Please check every line of the listing for "engine" and copy each line where it is found.

::::

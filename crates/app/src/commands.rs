//! Dispatch of parsed subcommands onto the tracker.

use api_types::Id;
use engine::{OperationDraft, Store, Tracker, parse_kind};

use crate::{
    config::{
        AppConfig, CategoriesCommand, Command, FilterCommand, OperationArgs, OperationsCommand,
    },
    error::{AppError, Result},
    local_state::LocalState,
    render, session,
};

/// Run one command and return the text to print.
///
/// `state` is written back to `config.state_path` whenever the command changes it.
pub async fn run<S: Store>(
    tracker: &Tracker<S>,
    config: &AppConfig,
    state: &mut LocalState,
    command: Command,
) -> Result<String> {
    if !matches!(
        command,
        Command::Login { .. } | Command::Logout | Command::Status
    ) {
        session::require_login(state)?;
    }

    let symbol = config.currency_symbol.as_str();
    match command {
        Command::Login { username } => {
            let username = match username {
                Some(username) => username,
                None if !config.username.is_empty() => config.username.clone(),
                None => return Err(AppError::LoginFailed),
            };
            let password = rpassword::prompt_password(format!("Password for {username}: "))?;
            let outcome = session::login(tracker.store(), state, &username, &password).await;
            state.save(&config.state_path)?;
            outcome?;
            Ok(format!("Logged in as {username}.\n"))
        }
        Command::Logout => {
            session::logout(state);
            state.save(&config.state_path)?;
            Ok("Logged out.\n".to_string())
        }
        Command::Status => Ok(match (session::auth_status(state), &state.username) {
            (true, Some(username)) => format!("Logged in as {username}.\n"),
            (true, None) => "Logged in.\n".to_string(),
            (false, _) => "Not logged in.\n".to_string(),
        }),
        Command::Balance => {
            let balance = tracker.calculate_balance().await;
            Ok(render::format_balance(&balance, symbol))
        }
        Command::Report { json } => {
            let report = tracker.generate_reports().await;
            if json {
                let mut text = serde_json::to_string_pretty(&report)?;
                text.push('\n');
                Ok(text)
            } else {
                Ok(render::format_report(&report, symbol))
            }
        }
        Command::Operations(command) => operations(tracker, config, state, command, symbol).await,
        Command::Categories(command) => categories(tracker, command).await,
        Command::Filter(FilterCommand::Show) => Ok(render::format_filter(&state.saved_filters())),
        Command::Filter(FilterCommand::Reset) => {
            state.filters = None;
            state.save(&config.state_path)?;
            Ok(render::format_filter(&state.saved_filters()))
        }
    }
}

async fn operations<S: Store>(
    tracker: &Tracker<S>,
    config: &AppConfig,
    state: &mut LocalState,
    command: OperationsCommand,
    symbol: &str,
) -> Result<String> {
    match command {
        OperationsCommand::List {
            kind,
            category,
            sort,
        } => {
            let mut filter = state.saved_filters();
            if let Some(kind) = kind {
                filter.kind = kind;
            }
            if let Some(category) = category {
                filter.category = category;
            }
            if let Some(sort) = sort {
                filter.sort_by = sort;
            }
            state.set_filters(filter.clone());
            state.save(&config.state_path)?;

            let operations = tracker.list_operations(&filter).await;
            let categories = tracker.list_categories().await;
            Ok(render::format_operations(&operations, &categories, symbol))
        }
        OperationsCommand::Add(fields) => {
            let created = tracker.add_operation(&draft(fields)?).await?;
            Ok(format!("Added operation {}.\n", created.id))
        }
        OperationsCommand::Edit { id, fields } => {
            let updated = tracker
                .edit_operation(&Id::from(id), &draft(fields)?)
                .await?;
            Ok(format!("Updated operation {}.\n", updated.id))
        }
        OperationsCommand::Delete { id } => {
            let id = Id::from(id);
            tracker.delete_operation(&id).await?;
            Ok(format!("Deleted operation {id}.\n"))
        }
    }
}

async fn categories<S: Store>(tracker: &Tracker<S>, command: CategoriesCommand) -> Result<String> {
    match command {
        CategoriesCommand::List => {
            let categories = tracker.list_categories().await;
            Ok(render::format_categories(&categories))
        }
        CategoriesCommand::Add { name } => {
            let created = tracker.add_category(&name).await?;
            Ok(format!("Added category {} ({}).\n", created.name, created.id))
        }
        CategoriesCommand::Edit { id, name } => {
            let updated = tracker.edit_category(&Id::from(id), &name).await?;
            Ok(format!("Renamed category {} to {}.\n", updated.id, updated.name))
        }
        CategoriesCommand::Delete { id } => {
            let id = Id::from(id);
            tracker.delete_category(&id).await?;
            Ok(format!("Deleted category {id}.\n"))
        }
    }
}

fn draft(fields: OperationArgs) -> Result<OperationDraft> {
    let kind = parse_kind(&fields.kind)?;
    let date = fields
        .date
        .unwrap_or_else(|| chrono::Local::now().format("%Y-%m-%d").to_string());
    Ok(OperationDraft::new(kind, fields.amount, date)
        .description(fields.description)
        .category(fields.category))
}
use clap::{Parser, Subcommand};
use engine::{CategoryFilter, SortBy, TypeFilter};
use serde::Deserialize;

use crate::error::Result;

const DEFAULT_CONFIG_PATH: &str = "config/fintrack.toml";

#[derive(Debug, Clone, Deserialize)]
#[serde(default)]
pub struct AppConfig {
    pub base_url: String,
    pub username: String,
    pub state_path: String,
    pub level: String,
    pub currency_symbol: String,
    pub request_timeout_secs: u64,
}

impl Default for AppConfig {
    fn default() -> Self {
        Self {
            base_url: "http://127.0.0.1:3000".to_string(),
            username: String::new(),
            state_path: crate::local_state::default_state_path().to_string(),
            level: "info".to_string(),
            currency_symbol: "$".to_string(),
            request_timeout_secs: 10,
        }
    }
}

#[derive(Debug, Parser)]
#[command(name = "fintrack", about = "Personal finance tracker")]
pub struct Args {
    /// Optional config file path (TOML).
    #[arg(long)]
    config: Option<String>,
    /// Override base URL of the REST store (e.g. http://127.0.0.1:3000).
    #[arg(long)]
    base_url: Option<String>,
    /// Override the local state file.
    #[arg(long)]
    state: Option<String>,
    /// Override log level (trace, debug, info, warn, error).
    #[arg(long)]
    level: Option<String>,
    #[command(subcommand)]
    pub command: Command,
}

#[derive(Debug, Subcommand)]
pub enum Command {
    /// Log in against the store's user list (password is prompted).
    Login {
        #[arg(long)]
        username: Option<String>,
    },
    /// Forget the session and the saved filters.
    Logout,
    /// Show whether a session is active.
    Status,
    /// Total income, expenses and balance.
    Balance,
    /// Totals by category and month with the leading groups.
    Report {
        /// Print the raw report as JSON.
        #[arg(long)]
        json: bool,
    },
    /// Manage operations.
    #[command(subcommand)]
    Operations(OperationsCommand),
    /// Manage categories.
    #[command(subcommand)]
    Categories(CategoriesCommand),
    /// Inspect or reset the saved operation filter.
    #[command(subcommand)]
    Filter(FilterCommand),
}

#[derive(Debug, Subcommand)]
pub enum OperationsCommand {
    /// List operations; given options are merged into the saved filter.
    List {
        /// all, income or expense.
        #[arg(long = "type")]
        kind: Option<TypeFilter>,
        /// Category id or `all`.
        #[arg(long)]
        category: Option<CategoryFilter>,
        /// recent, less-recent, higher-amount, lower-amount, a-z or z-a.
        #[arg(long)]
        sort: Option<SortBy>,
    },
    Add(OperationArgs),
    Edit {
        id: String,
        #[command(flatten)]
        fields: OperationArgs,
    },
    Delete {
        id: String,
    },
}

#[derive(Debug, clap::Args)]
pub struct OperationArgs {
    #[arg(long)]
    pub description: String,
    #[arg(long)]
    pub amount: String,
    /// income or expense.
    #[arg(long = "type")]
    pub kind: String,
    /// Category id.
    #[arg(long)]
    pub category: String,
    /// YYYY-MM-DD, defaults to today.
    #[arg(long)]
    pub date: Option<String>,
}

#[derive(Debug, Subcommand)]
pub enum CategoriesCommand {
    List,
    Add { name: String },
    Edit { id: String, name: String },
    Delete { id: String },
}

#[derive(Debug, Subcommand)]
pub enum FilterCommand {
    Show,
    Reset,
}

pub fn load() -> Result<(AppConfig, Command)> {
    let args = Args::parse();

    let config_path = args.config.as_deref().unwrap_or(DEFAULT_CONFIG_PATH);
    let mut builder = config::Config::builder();
    builder = builder.add_source(config::File::with_name(config_path).required(false));
    builder = builder.add_source(config::Environment::with_prefix("FINTRACK"));
    let mut settings: AppConfig = builder.build()?.try_deserialize()?;

    if let Some(base_url) = args.base_url {
        settings.base_url = base_url;
    }
    if let Some(state) = args.state {
        settings.state_path = state;
    }
    if let Some(level) = args.level {
        settings.level = level;
    }

    Ok((settings, args.command))
}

::::

EXERCISE RESULT.
use engine::{OperationDraft, Store, Tracker, parse_kind};
use engine::{CategoryFilter, SortBy, TypeFilter};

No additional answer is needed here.